Records shown:
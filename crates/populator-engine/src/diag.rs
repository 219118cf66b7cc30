//! Per-job diagnostics.
//!
//! Lines go to the job's duplicated sink as `populator[<slot>]: <message>`
//! and are flushed immediately. `silent` suppresses the sink entirely;
//! `debug` additionally enables per-record traces. Unless `silent`,
//! warnings and traces are mirrored to `tracing`.

use std::fmt;
use std::io::Write;

use populator_core::{Flags, SlotId};

/// Diagnostic writer owned by one job.
pub struct Diagnostics {
    writer: Option<Box<dyn Write + Send>>,
    slot: SlotId,
    silent: bool,
    debug: bool,
}

impl Diagnostics {
    /// Create a writer for `slot`. `writer` is `None` when the job has no
    /// sink.
    pub fn new(writer: Option<Box<dyn Write + Send>>, slot: SlotId, flags: Flags) -> Self {
        Self {
            writer,
            slot,
            silent: flags.silent,
            debug: flags.debug,
        }
    }

    /// A writer that discards everything.
    pub fn disabled(slot: SlotId) -> Self {
        Self::new(None, slot, Flags::NONE)
    }

    /// Whether per-record tracing is on.
    pub fn tracing_records(&self) -> bool {
        self.debug && !self.silent && self.writer.is_some()
    }

    /// Report a non-fatal problem.
    pub fn warn(&mut self, args: fmt::Arguments<'_>) {
        if self.silent {
            return;
        }
        tracing::warn!(slot = %self.slot, "{args}");
        self.write_line(args);
    }

    /// Write a problem already logged elsewhere to the sink only.
    pub fn echo(&mut self, args: fmt::Arguments<'_>) {
        if !self.silent {
            self.write_line(args);
        }
    }

    /// Verbose trace, written only in debug mode.
    pub fn trace(&mut self, args: fmt::Arguments<'_>) {
        if self.silent {
            return;
        }
        tracing::trace!(slot = %self.slot, "{args}");
        if self.debug {
            self.write_line(args);
        }
    }

    fn write_line(&mut self, args: fmt::Arguments<'_>) {
        let Some(writer) = self.writer.as_mut() else {
            return;
        };
        // A broken sink must not take the job down with it.
        let _ = writeln!(writer, "populator[{}]: {}", self.slot, args).and_then(|()| writer.flush());
    }
}

impl fmt::Debug for Diagnostics {
    fn fmt(&self, f: &mut fmt::Formatter<'_>) -> fmt::Result {
        f.debug_struct("Diagnostics")
            .field("slot", &self.slot)
            .field("has_sink", &self.writer.is_some())
            .field("silent", &self.silent)
            .field("debug", &self.debug)
            .finish()
    }
}
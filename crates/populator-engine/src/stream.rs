//! Duplicable stream handles.
//!
//! A job never takes ownership of the handles it is given. At submission
//! the pool asks each [`InputSource`] and [`DiagnosticSink`] for an
//! independent duplicate; the worker thread owns and closes only that
//! duplicate.

use std::fs::File;
use std::io::{self, Cursor, Read, Write};
use std::sync::{Arc, Mutex};

use populator_store::lock_unpoisoned;

/// A readable stream that can hand out independently closable duplicates.
pub trait InputSource: Send + Sync {
    /// Duplicate the underlying handle.
    fn try_clone_reader(&self) -> io::Result<Box<dyn Read + Send>>;
}

/// A writable stream that can hand out independently closable duplicates.
pub trait DiagnosticSink: Send + Sync {
    /// Duplicate the underlying handle.
    fn try_clone_writer(&self) -> io::Result<Box<dyn Write + Send>>;
}

impl InputSource for File {
    fn try_clone_reader(&self) -> io::Result<Box<dyn Read + Send>> {
        Ok(Box::new(self.try_clone()?))
    }
}

impl InputSource for os_pipe::PipeReader {
    fn try_clone_reader(&self) -> io::Result<Box<dyn Read + Send>> {
        Ok(Box::new(self.try_clone()?))
    }
}

impl DiagnosticSink for File {
    fn try_clone_writer(&self) -> io::Result<Box<dyn Write + Send>> {
        Ok(Box::new(self.try_clone()?))
    }
}

impl DiagnosticSink for os_pipe::PipeWriter {
    fn try_clone_writer(&self) -> io::Result<Box<dyn Write + Send>> {
        Ok(Box::new(self.try_clone()?))
    }
}

impl DiagnosticSink for io::Stderr {
    fn try_clone_writer(&self) -> io::Result<Box<dyn Write + Send>> {
        Ok(Box::new(io::stderr()))
    }
}

// ── In-memory handles ─────────────────────────────────────────────

/// An immutable byte buffer usable as an input. Every duplicate reads
/// from the beginning.
#[derive(Clone, Debug)]
pub struct MemoryInput {
    data: Arc<[u8]>,
}

impl MemoryInput {
    /// Wrap `data`.
    pub fn new(data: impl Into<Arc<[u8]>>) -> Self {
        Self { data: data.into() }
    }

    /// The wrapped bytes.
    pub fn bytes(&self) -> &[u8] {
        &self.data
    }
}

impl InputSource for MemoryInput {
    fn try_clone_reader(&self) -> io::Result<Box<dyn Read + Send>> {
        Ok(Box::new(Cursor::new(Arc::clone(&self.data))))
    }
}

/// A diagnostic sink that collects everything written to any duplicate.
#[derive(Clone, Debug, Default)]
pub struct CaptureSink {
    buf: Arc<Mutex<Vec<u8>>>,
}

impl CaptureSink {
    /// Create an empty sink.
    pub fn new() -> Self {
        Self::default()
    }

    /// Everything written so far, lossily decoded.
    pub fn contents(&self) -> String {
        String::from_utf8_lossy(&lock_unpoisoned(&self.buf)).into_owned()
    }

    /// Whether nothing has been written.
    pub fn is_empty(&self) -> bool {
        lock_unpoisoned(&self.buf).is_empty()
    }
}

impl DiagnosticSink for CaptureSink {
    fn try_clone_writer(&self) -> io::Result<Box<dyn Write + Send>> {
        Ok(Box::new(CaptureWriter {
            buf: Arc::clone(&self.buf),
        }))
    }
}

struct CaptureWriter {
    buf: Arc<Mutex<Vec<u8>>>,
}

impl Write for CaptureWriter {
    fn write(&mut self, bytes: &[u8]) -> io::Result<usize> {
        lock_unpoisoned(&self.buf).extend_from_slice(bytes);
        Ok(bytes.len())
    }

    fn flush(&mut self) -> io::Result<()> {
        Ok(())
    }
}

// ── Duplication with retry ────────────────────────────────────────

/// Whether a duplication failure is worth retrying.
pub(crate) fn is_transient(err: &io::Error) -> bool {
    matches!(
        err.kind(),
        io::ErrorKind::Interrupted | io::ErrorKind::WouldBlock
    )
}

/// Call `dup` up to `attempts` times, retrying only transient failures.
///
/// On failure returns the number of attempts made and the last error.
pub(crate) fn duplicate_with_retry<T>(
    attempts: u32,
    mut dup: impl FnMut() -> io::Result<T>,
) -> Result<T, (u32, io::Error)> {
    let mut made = 0;
    loop {
        made += 1;
        match dup() {
            Ok(handle) => return Ok(handle),
            Err(err) if is_transient(&err) && made < attempts => {
                tracing::trace!(attempt = made, %err, "retrying stream duplication");
            }
            Err(err) => return Err((made, err)),
        }
    }
}

#[cfg(test)]
mod tests {
    use super::*;

    #[test]
    fn memory_input_duplicates_read_independently() {
        let input = MemoryInput::new(&b"abc"[..]);
        let mut a = input.try_clone_reader().unwrap();
        let mut b = input.try_clone_reader().unwrap();
        let mut sa = String::new();
        let mut sb = String::new();
        a.read_to_string(&mut sa).unwrap();
        b.read_to_string(&mut sb).unwrap();
        assert_eq!(sa, "abc");
        assert_eq!(sb, "abc");
    }

    #[test]
    fn capture_sink_collects_all_duplicates() {
        let sink = CaptureSink::new();
        let mut a = sink.try_clone_writer().unwrap();
        let mut b = sink.try_clone_writer().unwrap();
        a.write_all(b"one\n").unwrap();
        b.write_all(b"two\n").unwrap();
        assert_eq!(sink.contents(), "one\ntwo\n");
    }

    #[test]
    fn retry_succeeds_after_transient_failures() {
        let mut failures = 3;
        let result = duplicate_with_retry(8, || {
            if failures > 0 {
                failures -= 1;
                Err(io::Error::from(io::ErrorKind::Interrupted))
            } else {
                Ok(42)
            }
        });
        assert_eq!(result.unwrap(), 42);
    }

    #[test]
    fn retry_gives_up_after_attempt_budget() {
        let mut calls = 0;
        let result: Result<(), _> = duplicate_with_retry(8, || {
            calls += 1;
            Err(io::Error::from(io::ErrorKind::WouldBlock))
        });
        let (attempts, err) = result.unwrap_err();
        assert_eq!(attempts, 8);
        assert_eq!(calls, 8);
        assert_eq!(err.kind(), io::ErrorKind::WouldBlock);
    }

    #[test]
    fn permanent_failure_is_not_retried() {
        let mut calls = 0;
        let result: Result<(), _> = duplicate_with_retry(8, || {
            calls += 1;
            Err(io::Error::from(io::ErrorKind::PermissionDenied))
        });
        assert_eq!(result.unwrap_err().0, 1);
        assert_eq!(calls, 1);
    }

    #[test]
    fn pipe_reader_duplicate_sees_writes() {
        let (reader, mut writer) = os_pipe::pipe().unwrap();
        let mut dup = reader.try_clone_reader().unwrap();
        drop(reader);
        writer.write_all(b"piped").unwrap();
        drop(writer);
        let mut out = String::new();
        dup.read_to_string(&mut out).unwrap();
        assert_eq!(out, "piped");
    }
}
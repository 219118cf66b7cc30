//! Worker pool and streaming tokenizer for the Populator ingestion
//! pipeline.
//!
//! A caller submits a [`JobRequest`] naming a slot, an output mode, a
//! target and two stream handles. The [`WorkerPool`] duplicates the
//! handles, resolves the target through the
//! [`StoreRegistry`](populator_store::StoreRegistry) and starts one thread
//! that tokenizes the input into the target until end of stream.
//!
//! ```text
//!   caller ── submit ──▶ WorkerPool ──spawn──▶ worker thread
//!                            │                     │
//!                  StoreRegistry (resolve)    Tokenizer ─▶ RecordSink ─▶ store
//!                            │                     │
//!                      done_flags ◀── Completion ──┘──▶ JobReport channel
//! ```

#![deny(missing_docs)]
#![deny(rustdoc::broken_intra_doc_links)]
#![forbid(unsafe_code)]

pub mod buffer;
pub mod config;
pub mod diag;
pub mod error;
pub mod job;
pub mod pool;
pub mod sink;
pub mod slot;
pub mod stream;
pub mod tokenizer;

#[cfg(test)]
mod testing;

pub use buffer::RecordBuffer;
pub use config::{ConfigError, PoolConfig, TokenizerConfig};
pub use diag::Diagnostics;
pub use error::{DelimiterRole, JobError, StreamRole, SubmitError};
pub use job::{JobReport, JobRequest};
pub use pool::WorkerPool;
pub use sink::{ListSink, MapSink, RecordSink, ScalarSink};
pub use slot::WorkerSlot;
pub use stream::{CaptureSink, DiagnosticSink, InputSource, MemoryInput};
pub use tokenizer::{Tokenizer, TokenizerStats};
//! Allocation backends.
//!
//! A backend is the one thread-safe source of memory behind an
//! [`Arena`](crate::Arena). It hands out zero-filled boxed regions and is
//! told when each region is released.

use std::fmt;
use std::sync::atomic::{AtomicUsize, Ordering};

/// A thread-safe source of byte regions.
///
/// Implementations must be callable concurrently from any thread and
/// must never panic on exhaustion: they return `None` instead.
pub trait AllocBackend: Send + Sync + fmt::Debug {
    /// Return a zero-filled region of exactly `size` bytes, or `None`
    /// if the request cannot be satisfied.
    fn acquire(&self, size: usize) -> Option<Box<[u8]>>;

    /// Called once for every region returned by [`acquire`](Self::acquire)
    /// when the block that owned it is dropped.
    fn release(&self, size: usize) {
        let _ = size;
    }
}

/// Backend over the global allocator using fallible reservation.
///
/// Uses `Vec::try_reserve_exact`, so exhaustion surfaces as `None`
/// rather than the global allocation-error handler.
#[derive(Clone, Copy, Debug, Default)]
pub struct SystemBackend;

impl AllocBackend for SystemBackend {
    fn acquire(&self, size: usize) -> Option<Box<[u8]>> {
        let mut region = Vec::new();
        region.try_reserve_exact(size).ok()?;
        region.resize(size, 0u8);
        Some(region.into_boxed_slice())
    }
}

/// Backend that caps the number of live bytes.
///
/// Useful for bounding a pool's footprint and for exercising the
/// failure paths of jobs deterministically.
#[derive(Debug)]
pub struct BudgetBackend {
    limit: usize,
    in_use: AtomicUsize,
    system: SystemBackend,
}

// Compile-time assertion: BudgetBackend must be Send + Sync.
const _: fn() = || {
    fn assert<T: Send + Sync>() {}
    assert::<BudgetBackend>();
};

impl BudgetBackend {
    /// Create a backend that refuses to exceed `limit` live bytes.
    pub fn new(limit: usize) -> Self {
        Self {
            limit,
            in_use: AtomicUsize::new(0),
            system: SystemBackend,
        }
    }

    /// Configured byte limit.
    pub fn limit(&self) -> usize {
        self.limit
    }

    /// Bytes currently handed out.
    pub fn in_use(&self) -> usize {
        self.in_use.load(Ordering::Acquire)
    }
}

impl AllocBackend for BudgetBackend {
    fn acquire(&self, size: usize) -> Option<Box<[u8]>> {
        let limit = self.limit;
        self.in_use
            .fetch_update(Ordering::AcqRel, Ordering::Acquire, |used| {
                used.checked_add(size).filter(|&total| total <= limit)
            })
            .ok()?;
        match self.system.acquire(size) {
            Some(region) => Some(region),
            None => {
                self.in_use.fetch_sub(size, Ordering::AcqRel);
                None
            }
        }
    }

    fn release(&self, size: usize) {
        self.in_use.fetch_sub(size, Ordering::AcqRel);
    }
}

Exercise description:
Look through the entries above and find each line where the word "JobRequest" occurs; copy those lines.

Task solution:
//! A caller submits a [`JobRequest`] naming a slot, an output mode, a
pub use job::{JobReport, JobRequest};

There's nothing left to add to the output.